The majority of child migrant facilities are subject to state licensing requirements; temporary influx centers like Carrizo are not. However, Weber said Carrizo would "meet or exceed" Texas licensing standards if applicable. The influx facilities also cost more: about $775 a day per child compared with $290 a day for permanent centers.

Weber said the influx shelters keep children from ending up in Border Patrol stations, which have holding cells that were not designed for children. During the 2019 immigration surge, many migrants were stuck in overcrowded cells for prolonged periods that exceeded legal limits.

The detention centers overseen by ICE are reserved for adults or families and often are run by private prison companies. Carrizo Springs is run by the nonprofit BCFS Health and Human Services, a government contractor for the Office of Refugee Resettlement, the agency within HHS that focuses on unaccompanied children.

Most of these children arrive to the United States planning to reunite with sponsors--usually relatives or friends of the family. Office of Refugee Resettlement case managers work with the children to identify and conduct background checks on the sponsors. If cleared, children are released to live with them while they go through the immigration court process.

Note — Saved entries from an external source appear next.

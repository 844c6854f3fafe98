use chrono::Weekday;
use serde::{Deserialize, Serialize};

use crate::types::window::TimeWindow;

// Key point:
// Serializable
// Comparable
// Explicit defaults
#[derive(Debug, Clone, PartialEq, Serialize, Deserialize)]
#[serde(default)]
pub struct ExperimentConfig {
    /// Windows every experiment starts from.
    #[serde(rename = "windows")]
    pub baseline_windows: Vec<TimeWindow>,
    /// Siblings are proposed at ±1..=spread hours on the baseline's day.
    pub experiment_spread_hours: u32,
    /// Perturbed siblings outside [earliest_hour, latest_hour] are not proposed.
    pub earliest_hour: u32,
    pub latest_hour: u32,
    pub min_trials_for_winner: u64,
    /// Arms past the minimum trial count whose mean falls below
    /// `prune_fraction * best_mean` are pruned.
    pub prune_fraction: f64,
    /// Exploration probability for epsilon-greedy selection.
    pub epsilon: f64,
    /// Planning cycles without a new trial before an arm is pruned.
    pub max_idle_cycles: u32,
}

impl ExperimentConfig {
    pub fn v0() -> Self {
        Self {
            baseline_windows: vec![window(Weekday::Tue, 10), window(Weekday::Thu, 11)],
            experiment_spread_hours: 2,
            earliest_hour: 6,
            latest_hour: 22,
            min_trials_for_winner: 3,
            prune_fraction: 0.5,
            epsilon: 0.1,
            max_idle_cycles: 4,
        }
    }
}

impl Default for ExperimentConfig {
    fn default() -> Self {
        Self::v0()
    }
}

fn window(day: Weekday, hour: u32) -> TimeWindow {
    TimeWindow::saturating(day, hour)
}
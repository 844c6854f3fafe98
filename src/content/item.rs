use chrono::{DateTime, Utc};
use serde::{Deserialize, Serialize};

use super::tags::TagSet;
use crate::types::identifiers::ContentId;
use crate::types::input::InputError;

/// A historical piece of content with its precomputed embedding.
#[derive(Debug, Clone, PartialEq, Serialize, Deserialize)]
pub struct ContentItem {
    pub id: ContentId,
    pub body_text: String,
    pub tags: TagSet,
    pub embedding: Vec<f32>,
    pub created_at: DateTime<Utc>,
}

/// Wire shape of a content item before validation.
#[derive(Debug, Clone, Deserialize)]
pub struct RawContentItem {
    pub id: String,
    #[serde(default)]
    pub body_text: String,
    #[serde(default)]
    pub tags: Vec<String>,
    pub embedding: Vec<f32>,
    pub created_at: DateTime<Utc>,
}

impl ContentItem {
    /// Validate and build a content item.
    ///
    /// This is the checked way in: the id must be non-blank and the
    /// embedding non-empty with only finite components.
    pub fn ingest(
        id: &str,
        body_text: impl Into<String>,
        tags: TagSet,
        embedding: Vec<f32>,
        created_at: DateTime<Utc>,
    ) -> Result<Self, InputError> {
        let id = ContentId::new(id)?;

        if embedding.is_empty() {
            return Err(InputError::EmptyEmbedding {
                id: id.as_str().to_string(),
            });
        }
        if let Some(position) = embedding.iter().position(|v| !v.is_finite()) {
            return Err(InputError::NonFiniteEmbedding {
                id: id.as_str().to_string(),
                position,
            });
        }

        Ok(ContentItem {
            id,
            body_text: body_text.into(),
            tags,
            embedding,
            created_at,
        })
    }

    /// Parse one item from JSON and validate it.
    pub fn from_json(raw: &str) -> Result<Self, InputError> {
        let raw: RawContentItem = serde_json::from_str(raw)?;
        ContentItem::try_from(raw)
    }

    pub fn dimension(&self) -> usize {
        self.embedding.len()
    }
}

impl TryFrom<RawContentItem> for ContentItem {
    type Error = InputError;

    fn try_from(raw: RawContentItem) -> Result<Self, Self::Error> {
        ContentItem::ingest(
            &raw.id,
            raw.body_text,
            raw.tags.into_iter().collect(),
            raw.embedding,
            raw.created_at,
        )
    }
}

Rosey Abuabara, a community activist in San Antonio who was arrested for protesting outside the Carrizo facility in 2019, told the newspaper that she "cried... when I read they were opening again."

"I consoled myself with the fact that it was considered the Cadillac of [migrant child] centers," Abuabara added, "but I don't have any hope that Biden is going to make it better."

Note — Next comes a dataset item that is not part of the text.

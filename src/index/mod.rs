pub mod snapshot;
pub mod store;

pub use snapshot::IndexSnapshot;
pub use store::EmbeddingStore;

Brandmiller claimed the government intentionally locates the detention facilities "in places that are not only not readily accessible, but not accessible at all to anyone who cares about the quality of life of these kids, and whether or not they comply with the federal law."

The Post reported that HHS wants to limit the duration that children are detained at the Carrizo camp to "about 30 days, though they are coming from at least two weeks of quarantine at other Office of Refugee Resettlement facilities in the region. The average stay for children in custody across its facilities is 42 days. In the 2020 fiscal year, migrant children spent an average of 102 days in federal government custody, according to HHS."

Bell of Amnesty said "the Biden administration has inherited a system that holds unaccompanied children in temporary facilities and it will take time to move away from the system."

"It is important," Bell said, for the administration to "limit their use and move quickly towards relying only on licensed facilities." In addition, she asserted, "services in temporary facilities, like the permanent facilities, must include educational services, medical services, legal services, case management, clinicians, and services that support the security and health of the children."